══ Input data

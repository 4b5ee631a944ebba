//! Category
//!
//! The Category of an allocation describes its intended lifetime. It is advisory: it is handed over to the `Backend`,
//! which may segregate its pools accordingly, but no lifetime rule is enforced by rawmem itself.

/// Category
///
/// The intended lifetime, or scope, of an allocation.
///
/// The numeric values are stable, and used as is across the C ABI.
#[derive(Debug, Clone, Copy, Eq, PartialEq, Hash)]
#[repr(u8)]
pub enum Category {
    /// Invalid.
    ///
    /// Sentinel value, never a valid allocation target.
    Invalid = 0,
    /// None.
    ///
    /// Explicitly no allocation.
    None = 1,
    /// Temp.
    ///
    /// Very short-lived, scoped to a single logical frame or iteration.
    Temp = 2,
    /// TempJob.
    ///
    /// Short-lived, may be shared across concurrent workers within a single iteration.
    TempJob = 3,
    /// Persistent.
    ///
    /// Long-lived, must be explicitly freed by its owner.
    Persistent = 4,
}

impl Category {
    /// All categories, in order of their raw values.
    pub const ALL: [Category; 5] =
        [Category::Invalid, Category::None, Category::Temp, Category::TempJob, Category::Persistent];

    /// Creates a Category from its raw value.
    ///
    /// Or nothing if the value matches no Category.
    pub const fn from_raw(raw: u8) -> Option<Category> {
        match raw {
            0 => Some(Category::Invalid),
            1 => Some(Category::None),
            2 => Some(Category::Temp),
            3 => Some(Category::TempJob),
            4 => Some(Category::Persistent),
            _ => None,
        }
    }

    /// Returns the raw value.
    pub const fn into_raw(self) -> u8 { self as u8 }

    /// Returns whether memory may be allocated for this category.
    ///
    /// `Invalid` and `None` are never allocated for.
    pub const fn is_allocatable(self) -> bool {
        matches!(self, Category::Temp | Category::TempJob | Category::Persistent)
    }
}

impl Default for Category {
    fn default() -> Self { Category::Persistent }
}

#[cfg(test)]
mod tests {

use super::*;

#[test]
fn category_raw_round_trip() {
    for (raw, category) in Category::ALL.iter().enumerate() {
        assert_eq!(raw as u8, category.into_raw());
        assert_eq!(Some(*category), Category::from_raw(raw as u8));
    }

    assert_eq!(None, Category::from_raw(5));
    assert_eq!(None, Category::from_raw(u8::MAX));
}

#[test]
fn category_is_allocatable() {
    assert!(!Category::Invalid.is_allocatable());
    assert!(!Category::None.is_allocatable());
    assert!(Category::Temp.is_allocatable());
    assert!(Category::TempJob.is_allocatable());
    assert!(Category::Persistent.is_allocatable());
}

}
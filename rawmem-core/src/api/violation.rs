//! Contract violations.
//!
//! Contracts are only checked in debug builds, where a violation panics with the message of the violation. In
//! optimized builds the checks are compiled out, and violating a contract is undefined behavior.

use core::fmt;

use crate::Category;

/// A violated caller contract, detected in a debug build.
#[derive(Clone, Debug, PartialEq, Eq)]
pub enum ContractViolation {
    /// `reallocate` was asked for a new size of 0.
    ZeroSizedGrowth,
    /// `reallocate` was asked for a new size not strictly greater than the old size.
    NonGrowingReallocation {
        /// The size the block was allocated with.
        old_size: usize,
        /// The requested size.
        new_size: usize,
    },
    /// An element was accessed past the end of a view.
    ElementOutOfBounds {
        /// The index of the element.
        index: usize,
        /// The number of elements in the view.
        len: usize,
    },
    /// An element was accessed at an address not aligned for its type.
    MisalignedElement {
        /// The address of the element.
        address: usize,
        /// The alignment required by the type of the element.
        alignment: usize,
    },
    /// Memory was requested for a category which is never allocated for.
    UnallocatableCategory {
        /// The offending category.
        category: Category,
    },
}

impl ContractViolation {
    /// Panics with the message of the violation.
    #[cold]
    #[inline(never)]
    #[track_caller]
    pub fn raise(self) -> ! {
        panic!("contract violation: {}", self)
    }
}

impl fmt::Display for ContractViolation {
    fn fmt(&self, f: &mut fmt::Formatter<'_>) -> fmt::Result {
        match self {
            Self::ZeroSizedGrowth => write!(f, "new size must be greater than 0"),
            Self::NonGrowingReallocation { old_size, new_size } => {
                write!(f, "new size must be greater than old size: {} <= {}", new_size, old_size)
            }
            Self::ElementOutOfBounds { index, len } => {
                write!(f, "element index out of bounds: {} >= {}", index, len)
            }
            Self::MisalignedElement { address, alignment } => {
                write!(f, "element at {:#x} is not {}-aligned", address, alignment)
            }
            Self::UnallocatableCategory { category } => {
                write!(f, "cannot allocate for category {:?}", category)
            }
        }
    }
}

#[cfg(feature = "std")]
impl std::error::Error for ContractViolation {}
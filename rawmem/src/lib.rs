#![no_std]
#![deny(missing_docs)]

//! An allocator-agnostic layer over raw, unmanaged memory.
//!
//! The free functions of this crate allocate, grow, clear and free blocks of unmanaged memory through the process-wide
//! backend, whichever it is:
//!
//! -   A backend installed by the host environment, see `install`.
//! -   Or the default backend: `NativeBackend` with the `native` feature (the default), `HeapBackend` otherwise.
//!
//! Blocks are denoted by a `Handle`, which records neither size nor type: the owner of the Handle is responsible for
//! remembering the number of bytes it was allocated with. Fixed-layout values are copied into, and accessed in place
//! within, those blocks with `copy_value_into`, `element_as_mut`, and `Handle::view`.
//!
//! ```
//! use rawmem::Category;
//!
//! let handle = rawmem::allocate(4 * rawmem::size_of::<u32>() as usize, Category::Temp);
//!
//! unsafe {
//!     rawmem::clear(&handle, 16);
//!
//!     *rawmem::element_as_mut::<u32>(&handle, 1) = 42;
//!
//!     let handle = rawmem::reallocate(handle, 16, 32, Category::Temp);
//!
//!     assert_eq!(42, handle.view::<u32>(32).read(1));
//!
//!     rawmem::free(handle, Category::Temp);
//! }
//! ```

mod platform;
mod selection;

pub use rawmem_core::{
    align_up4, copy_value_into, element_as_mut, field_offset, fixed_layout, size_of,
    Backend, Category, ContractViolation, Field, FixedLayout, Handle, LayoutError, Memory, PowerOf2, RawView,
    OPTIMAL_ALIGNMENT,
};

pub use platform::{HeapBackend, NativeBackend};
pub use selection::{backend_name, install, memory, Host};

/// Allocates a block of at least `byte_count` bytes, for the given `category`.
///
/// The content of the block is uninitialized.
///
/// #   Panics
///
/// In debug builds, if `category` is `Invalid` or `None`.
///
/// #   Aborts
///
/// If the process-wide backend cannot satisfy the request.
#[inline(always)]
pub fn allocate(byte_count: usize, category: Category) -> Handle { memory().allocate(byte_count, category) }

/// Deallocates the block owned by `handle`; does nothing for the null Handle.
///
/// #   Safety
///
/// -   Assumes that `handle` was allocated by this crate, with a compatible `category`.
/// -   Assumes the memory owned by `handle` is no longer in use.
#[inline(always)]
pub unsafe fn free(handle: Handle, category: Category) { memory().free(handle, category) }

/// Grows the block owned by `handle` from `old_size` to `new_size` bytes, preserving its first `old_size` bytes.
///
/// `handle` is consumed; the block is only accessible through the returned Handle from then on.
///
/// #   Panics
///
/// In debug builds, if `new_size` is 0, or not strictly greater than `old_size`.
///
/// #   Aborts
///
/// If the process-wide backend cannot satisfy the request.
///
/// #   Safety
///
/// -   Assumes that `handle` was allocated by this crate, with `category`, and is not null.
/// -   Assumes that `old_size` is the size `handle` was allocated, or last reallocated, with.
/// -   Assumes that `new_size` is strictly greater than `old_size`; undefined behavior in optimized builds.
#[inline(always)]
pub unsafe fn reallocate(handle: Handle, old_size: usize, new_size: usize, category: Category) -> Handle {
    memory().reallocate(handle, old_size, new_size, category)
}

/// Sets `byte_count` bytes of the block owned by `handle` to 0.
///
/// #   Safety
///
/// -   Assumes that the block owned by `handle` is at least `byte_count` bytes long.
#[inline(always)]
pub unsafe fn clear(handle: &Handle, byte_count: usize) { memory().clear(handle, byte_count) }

════

--- Prompt ---
Which of the lines above include the string "MisalignedElement"? Pick them out and copy them.

--- Task response ---
    MisalignedElement {
            Self::MisalignedElement { address, alignment } => {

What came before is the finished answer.